_What to produce_: Look through the material below and give the number of lines where the string "entry" occurs, with nothing added.

_Source material_:
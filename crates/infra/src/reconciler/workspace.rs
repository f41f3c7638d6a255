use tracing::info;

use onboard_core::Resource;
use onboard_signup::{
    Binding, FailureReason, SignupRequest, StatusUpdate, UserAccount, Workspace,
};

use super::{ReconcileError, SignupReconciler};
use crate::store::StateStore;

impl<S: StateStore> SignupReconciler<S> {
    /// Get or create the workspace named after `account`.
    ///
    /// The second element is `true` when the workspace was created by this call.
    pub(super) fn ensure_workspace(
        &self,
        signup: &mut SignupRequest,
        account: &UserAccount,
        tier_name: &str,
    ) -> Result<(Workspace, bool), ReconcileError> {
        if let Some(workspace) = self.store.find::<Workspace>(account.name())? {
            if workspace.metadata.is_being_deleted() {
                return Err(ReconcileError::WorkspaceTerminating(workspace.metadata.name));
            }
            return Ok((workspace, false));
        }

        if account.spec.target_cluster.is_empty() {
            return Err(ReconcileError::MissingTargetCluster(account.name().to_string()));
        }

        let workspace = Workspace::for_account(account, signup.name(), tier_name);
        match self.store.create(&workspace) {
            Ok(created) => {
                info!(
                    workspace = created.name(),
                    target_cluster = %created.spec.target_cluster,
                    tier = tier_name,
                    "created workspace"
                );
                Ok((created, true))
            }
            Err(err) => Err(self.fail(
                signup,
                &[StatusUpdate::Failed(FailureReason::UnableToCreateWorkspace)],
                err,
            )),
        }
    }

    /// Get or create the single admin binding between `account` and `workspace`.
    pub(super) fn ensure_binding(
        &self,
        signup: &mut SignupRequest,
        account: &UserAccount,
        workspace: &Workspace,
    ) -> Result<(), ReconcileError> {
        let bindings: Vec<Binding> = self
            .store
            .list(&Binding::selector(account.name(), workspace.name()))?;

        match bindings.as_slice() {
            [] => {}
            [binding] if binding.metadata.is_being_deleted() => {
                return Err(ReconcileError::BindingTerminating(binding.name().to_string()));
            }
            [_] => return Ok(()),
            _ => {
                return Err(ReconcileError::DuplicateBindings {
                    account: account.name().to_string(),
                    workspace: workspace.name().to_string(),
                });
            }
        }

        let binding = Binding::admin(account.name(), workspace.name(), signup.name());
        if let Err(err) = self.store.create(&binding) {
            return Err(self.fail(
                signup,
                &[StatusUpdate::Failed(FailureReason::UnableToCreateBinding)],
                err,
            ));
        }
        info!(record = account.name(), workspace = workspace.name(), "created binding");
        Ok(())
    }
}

...

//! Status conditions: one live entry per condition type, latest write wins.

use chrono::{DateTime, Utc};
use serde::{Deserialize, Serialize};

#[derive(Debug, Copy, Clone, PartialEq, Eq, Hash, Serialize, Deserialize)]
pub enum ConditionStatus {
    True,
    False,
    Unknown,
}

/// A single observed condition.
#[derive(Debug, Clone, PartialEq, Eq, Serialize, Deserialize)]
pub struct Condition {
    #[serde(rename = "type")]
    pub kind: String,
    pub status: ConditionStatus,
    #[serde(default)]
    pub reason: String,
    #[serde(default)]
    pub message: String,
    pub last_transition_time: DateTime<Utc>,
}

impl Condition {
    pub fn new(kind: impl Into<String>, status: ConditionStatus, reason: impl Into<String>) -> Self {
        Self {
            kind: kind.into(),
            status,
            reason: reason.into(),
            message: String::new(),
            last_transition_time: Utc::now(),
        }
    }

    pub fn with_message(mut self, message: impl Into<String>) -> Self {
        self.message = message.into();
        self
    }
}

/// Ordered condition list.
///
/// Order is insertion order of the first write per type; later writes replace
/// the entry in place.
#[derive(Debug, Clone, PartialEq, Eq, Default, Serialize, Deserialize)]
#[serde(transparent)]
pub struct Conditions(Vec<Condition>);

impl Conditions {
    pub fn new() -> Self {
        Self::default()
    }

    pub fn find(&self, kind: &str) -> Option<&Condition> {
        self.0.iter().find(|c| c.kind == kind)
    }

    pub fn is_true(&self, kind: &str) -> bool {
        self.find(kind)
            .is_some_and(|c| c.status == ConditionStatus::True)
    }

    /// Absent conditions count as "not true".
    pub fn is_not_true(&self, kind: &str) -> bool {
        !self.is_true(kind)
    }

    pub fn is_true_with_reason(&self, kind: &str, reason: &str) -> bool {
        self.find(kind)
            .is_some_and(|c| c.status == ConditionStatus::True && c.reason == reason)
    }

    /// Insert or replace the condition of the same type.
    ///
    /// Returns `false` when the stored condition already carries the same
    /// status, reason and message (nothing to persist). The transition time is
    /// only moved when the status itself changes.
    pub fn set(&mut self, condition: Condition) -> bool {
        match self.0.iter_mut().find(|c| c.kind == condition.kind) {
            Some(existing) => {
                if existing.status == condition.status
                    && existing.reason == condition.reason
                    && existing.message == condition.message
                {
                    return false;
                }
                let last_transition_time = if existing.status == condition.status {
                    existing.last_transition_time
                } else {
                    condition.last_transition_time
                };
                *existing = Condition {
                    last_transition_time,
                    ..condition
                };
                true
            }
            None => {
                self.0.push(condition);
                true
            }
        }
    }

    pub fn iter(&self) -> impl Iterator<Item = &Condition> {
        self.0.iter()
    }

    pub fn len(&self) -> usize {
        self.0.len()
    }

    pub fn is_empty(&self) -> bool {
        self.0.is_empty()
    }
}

...

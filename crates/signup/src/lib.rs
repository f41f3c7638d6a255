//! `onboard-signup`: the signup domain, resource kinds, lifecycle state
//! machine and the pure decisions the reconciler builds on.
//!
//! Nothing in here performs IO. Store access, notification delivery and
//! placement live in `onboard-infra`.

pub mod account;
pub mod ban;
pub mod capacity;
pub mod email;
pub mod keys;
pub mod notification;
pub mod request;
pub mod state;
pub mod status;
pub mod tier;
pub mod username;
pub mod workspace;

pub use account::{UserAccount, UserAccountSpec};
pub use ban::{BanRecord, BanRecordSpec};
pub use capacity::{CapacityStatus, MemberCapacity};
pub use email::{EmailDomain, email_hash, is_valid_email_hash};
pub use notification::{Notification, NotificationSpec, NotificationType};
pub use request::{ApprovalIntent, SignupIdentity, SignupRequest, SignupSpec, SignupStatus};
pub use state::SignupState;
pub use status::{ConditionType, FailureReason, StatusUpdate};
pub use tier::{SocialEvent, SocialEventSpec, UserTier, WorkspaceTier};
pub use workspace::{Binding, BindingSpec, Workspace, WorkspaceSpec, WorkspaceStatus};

_Solution below_: 2